LogLog - find the number of unique elements

    Hello, Habr! You and I have already indulged in the Bloom and MinHash filters . Today we’ll talk about another probabilistic-randomized algorithm that allows you to determine the approximate number of unique elements in large amounts of data with minimal memory costs.

    To begin with, let us set ourselves the task: suppose that we have a large amount of textual data - say, the fruits of the literary work of the notorious Shakespeare, and we need to calculate the number of different words found in this volume. A typical solution is a counter with a truncated hash table, where the keys are words without the values ​​associated with them.

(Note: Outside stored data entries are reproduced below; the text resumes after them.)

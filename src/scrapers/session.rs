//! Session bootstrap: inject pre-obtained authentication cookies.

use chrono::{Duration, Utc};
use tracing::{debug, info, warn};

use super::error::HarvestError;
use super::page::{CookieSpec, PageAccessor};
use crate::config::CookieConfig;

/// When a scoped cookie is marked httpOnly.
#[derive(Debug, Clone, Copy, PartialEq, Eq)]
pub enum HttpOnly {
    Always,
    Never,
    /// httpOnly unless the cookie name contains this fragment.
    UnlessNameContains(&'static str),
}

impl HttpOnly {
    fn applies_to(&self, name: &str) -> bool {
        match self {
            Self::Always => true,
            Self::Never => false,
            Self::UnlessNameContains(fragment) => !name.contains(fragment),
        }
    }
}

/// One domain the token set is replicated to.
#[derive(Debug, Clone, Copy)]
pub struct CookieScope {
    pub domain: &'static str,
    pub secure: bool,
    pub http_only: HttpOnly,
    /// Lifetime in days; `None` leaves the cookie session-scoped.
    pub expires_in_days: Option<i64>,
}

/// How a platform's session is established.
#[derive(Debug, Clone, Copy)]
pub struct SessionPlan {
    /// Page visited first so the browser accepts cookies for the domain.
    pub landing_url: &'static str,
    pub scopes: &'static [CookieScope],
}

/// Result of a bootstrap attempt.
#[derive(Debug, Clone, Copy, Default, PartialEq, Eq)]
pub struct BootstrapReport {
    pub accepted: usize,
    pub rejected: usize,
}

impl SessionPlan {
    /// Expand the token set across every scope.
    pub fn cookie_specs(&self, cookies: &[CookieConfig]) -> Vec<CookieSpec> {
        let now = Utc::now();
        self.scopes
            .iter()
            .flat_map(|scope| {
                cookies.iter().map(move |cookie| CookieSpec {
                    name: cookie.name.clone(),
                    value: cookie.value.clone(),
                    domain: scope.domain.to_string(),
                    path: "/".to_string(),
                    secure: scope.secure,
                    http_only: scope.http_only.applies_to(&cookie.name),
                    expires: scope.expires_in_days.map(|d| now + Duration::days(d)),
                })
            })
            .collect()
    }

    /// Visit the landing page and install every cookie in every scope.
    ///
    /// Individual rejections are logged and counted. If nothing was accepted
    /// the session is unusable and the run is aborted.
    pub async fn bootstrap(
        &self,
        page: &dyn PageAccessor,
        cookies: &[CookieConfig],
    ) -> Result<BootstrapReport, HarvestError> {
        if cookies.is_empty() {
            return Err(HarvestError::Configuration(
                "no authentication cookies configured".to_string(),
            ));
        }

        page.navigate(self.landing_url)
            .await
            .map_err(|e| HarvestError::Navigation(e.to_string()))?;

        let mut report = BootstrapReport::default();
        for spec in self.cookie_specs(cookies) {
            match page.set_cookie(&spec).await {
                Ok(()) => {
                    debug!("Set cookie {} on {}", spec.name, spec.domain);
                    report.accepted += 1;
                }
                Err(e) => {
                    warn!("Failed to set cookie {} on {}: {}", spec.name, spec.domain, e);
                    report.rejected += 1;
                }
            }
        }

        if report.accepted == 0 {
            return Err(HarvestError::Session(format!(
                "all {} cookies were rejected",
                report.rejected
            )));
        }

        info!(
            "Loaded {} cookies ({} rejected)",
            report.accepted, report.rejected
        );
        Ok(report)
    }
}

    The way is good for everyone, but it requires a relatively large amount of memory for its work, but as you know, we are restless geniuses of efficiency. Why a lot, if not enough - the approximate size of the vocabulary of Shakespeare mentioned above can be calculated using only 128 bytes of memory.


    Idea


    As usual, we need some kind of hash function; accordingly, not the data itself, but their hashes will come to the input of the algorithm. The task of the hash function, as is usually the case in randomized algorithms, is to turn ordered data into “random” data, that is, in a more or less uniform spread of the definition domain over the range of values. For the test implementation, I chose FNV-1a as a nice and simple hash function:

    function fnv1a(text)
    {
        var hash = 2166136261;
        for (var i = 0; i < text.length; ++i)
        {
            hash ^= text.charCodeAt(i);
            hash += (hash << 1) + (hash << 4) + (hash << 7) + (hash << 8) + (hash << 24);
        }
        return hash >>> 0;
    }

    Well, turn on the brain and look at the hashes that it gives in binary representation: Pay attention to the index of the first nonzero low-order bit for each hash, add one to this index and call it rank (rank (1) = 1, rank (10 ) = 2, ...):

    fnv1a('aardvark') = 10011000000000011101001000110011
    fnv1a('abyssinian') = 00101111000100001010001000111100
    fnv1a('accelerator') = 10111011100010100010110001010100
    fnv1a('accordion') = 01110101110001001110100000011001
    fnv1a('account') = 00101001010011111100011101011100
    fnv1a('accountant') = 00101010011011111100111100101101
    fnv1a('acknowledgment') = 00001010000100111000001111101000
    fnv1a('acoustic') = 11110011101011111110010101100010
    fnv1a('acrylic') = 11010010011100110111010111011000
    fnv1a('act') = 00101101010010100100010110001011




    function rank(hash)
    {
        var r = 1;
        while ((hash & 1) == 0 && r <= 32) { ++r; hash >>>= 1; }
        return r;
    }

    The probability that we will have a hash with a rank of 1 is 0.5, with a rank of 2 - 0.25, and with a rank of r - 2 - r . In other words, among 2 r hashes, one hash of rank r must meet . In other words, if we remember the largest R rank detected , then 2 R will fit in as a rough estimate of the number of unique elements among those already viewed.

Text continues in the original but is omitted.